%%

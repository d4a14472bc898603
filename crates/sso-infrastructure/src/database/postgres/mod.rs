//! PostgreSQL repository implementations

pub mod user_repo_impl;

pub use user_repo_impl::PgUserRepository;
//! Password hashing with Argon2id, plus bcrypt for hashes stored by older deployments.
//!
//! Stored hashes are self-describing: the algorithm tag prefix selects the
//! verifier and the cost parameters are read back from the stored string, so the
//! configured scheme can change without invalidating existing hashes.

use argon2::{
    password_hash::{rand_core::OsRng, PasswordHash, PasswordHasher, PasswordVerifier, SaltString},
    Algorithm, Argon2, Params, Version,
};
use sso_shared::config::{PasswordAlgorithm, PasswordSettings};
use thiserror::Error;

const BCRYPT_MIN_COST: u32 = 4;
const BCRYPT_MAX_COST: u32 = 31;

#[derive(Error, Debug)]
pub enum PasswordError {
    #[error("Invalid hash cost: {0}")]
    InvalidCost(String),
    #[error("Hash error: {0}")]
    HashError(String),
}

/// Algorithm and cost used for new hashes.
#[derive(Debug, Clone, Copy, PartialEq, Eq)]
pub enum HashScheme {
    Argon2id {
        memory_kib: u32,
        iterations: u32,
        parallelism: u32,
    },
    Bcrypt {
        cost: u32,
    },
}

impl From<&PasswordSettings> for HashScheme {
    fn from(settings: &PasswordSettings) -> Self {
        match settings.algorithm {
            PasswordAlgorithm::Argon2id => HashScheme::Argon2id {
                memory_kib: settings.argon2_memory_kib,
                iterations: settings.argon2_iterations,
                parallelism: settings.argon2_parallelism,
            },
            PasswordAlgorithm::Bcrypt => HashScheme::Bcrypt {
                cost: settings.bcrypt_cost,
            },
        }
    }
}

enum Hasher {
    Argon2(Argon2<'static>),
    Bcrypt(u32),
}

#[derive(Debug, Clone, Copy, PartialEq, Eq)]
enum StoredFormat {
    Argon2,
    Bcrypt,
}

impl StoredFormat {
    fn detect(stored_hash: &str) -> Option<Self> {
        if stored_hash.starts_with("$argon2") {
            Some(StoredFormat::Argon2)
        } else if ["$2a$", "$2b$", "$2x$", "$2y$"]
            .iter()
            .any(|tag| stored_hash.starts_with(tag))
        {
            Some(StoredFormat::Bcrypt)
        } else {
            None
        }
    }
}

pub struct PasswordService {
    hasher: Hasher,
    decoy_hash: String,
}

impl PasswordService {
    /// Fails only when the cost parameters are unusable.
    pub fn new(scheme: HashScheme) -> Result<Self, PasswordError> {
        let hasher = match scheme {
            HashScheme::Argon2id {
                memory_kib,
                iterations,
                parallelism,
            } => {
                let params = Params::new(memory_kib, iterations, parallelism, None)
                    .map_err(|e| PasswordError::InvalidCost(e.to_string()))?;
                Hasher::Argon2(Argon2::new(Algorithm::Argon2id, Version::V0x13, params))
            }
            HashScheme::Bcrypt { cost } => {
                if !(BCRYPT_MIN_COST..=BCRYPT_MAX_COST).contains(&cost) {
                    return Err(PasswordError::InvalidCost(format!(
                        "bcrypt cost {} outside {}..={}",
                        cost, BCRYPT_MIN_COST, BCRYPT_MAX_COST
                    )));
                }
                Hasher::Bcrypt(cost)
            }
        };

        let decoy_plaintext = SaltString::generate(&mut OsRng);
        let decoy_hash = Self::hash_with(&hasher, decoy_plaintext.as_str())?;
        Ok(Self { hasher, decoy_hash })
    }

    pub fn from_settings(settings: &PasswordSettings) -> Result<Self, PasswordError> {
        Self::new(HashScheme::from(settings))
    }

    pub fn hash(&self, password: &str) -> Result<String, PasswordError> {
        Self::hash_with(&self.hasher, password)
    }

    /// Constant-time check of `password` against `stored_hash`.
    /// Malformed or unrecognised hashes verify as `false`.
    pub fn verify(&self, password: &str, stored_hash: &str) -> bool {
        match StoredFormat::detect(stored_hash) {
            Some(StoredFormat::Argon2) => match PasswordHash::new(stored_hash) {
                Ok(parsed) => Argon2::default()
                    .verify_password(password.as_bytes(), &parsed)
                    .is_ok(),
                Err(_) => false,
            },
            Some(StoredFormat::Bcrypt) => bcrypt::verify(password, stored_hash).unwrap_or(false),
            None => false,
        }
    }

    /// Burns one verification worth of CPU; always `false`.
    pub fn verify_decoy(&self, password: &str) -> bool {
        let _ = self.verify(password, &self.decoy_hash);
        false
    }

    fn hash_with(hasher: &Hasher, password: &str) -> Result<String, PasswordError> {
        match hasher {
            Hasher::Argon2(argon2) => {
                let salt = SaltString::generate(&mut OsRng);
                argon2
                    .hash_password(password.as_bytes(), &salt)
                    .map(|h| h.to_string())
                    .map_err(|e| PasswordError::HashError(e.to_string()))
            }
            Hasher::Bcrypt(cost) => {
                bcrypt::hash(password, *cost).map_err(|e| PasswordError::HashError(e.to_string()))
            }
        }
    }
}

%%

Read the records above. Show each line that has the string "InvalidCost".

### PROBLEM SOLUTION
    InvalidCost(String),
                    .map_err(|e| PasswordError::InvalidCost(e.to_string()))?;
                    return Err(PasswordError::InvalidCost(format!(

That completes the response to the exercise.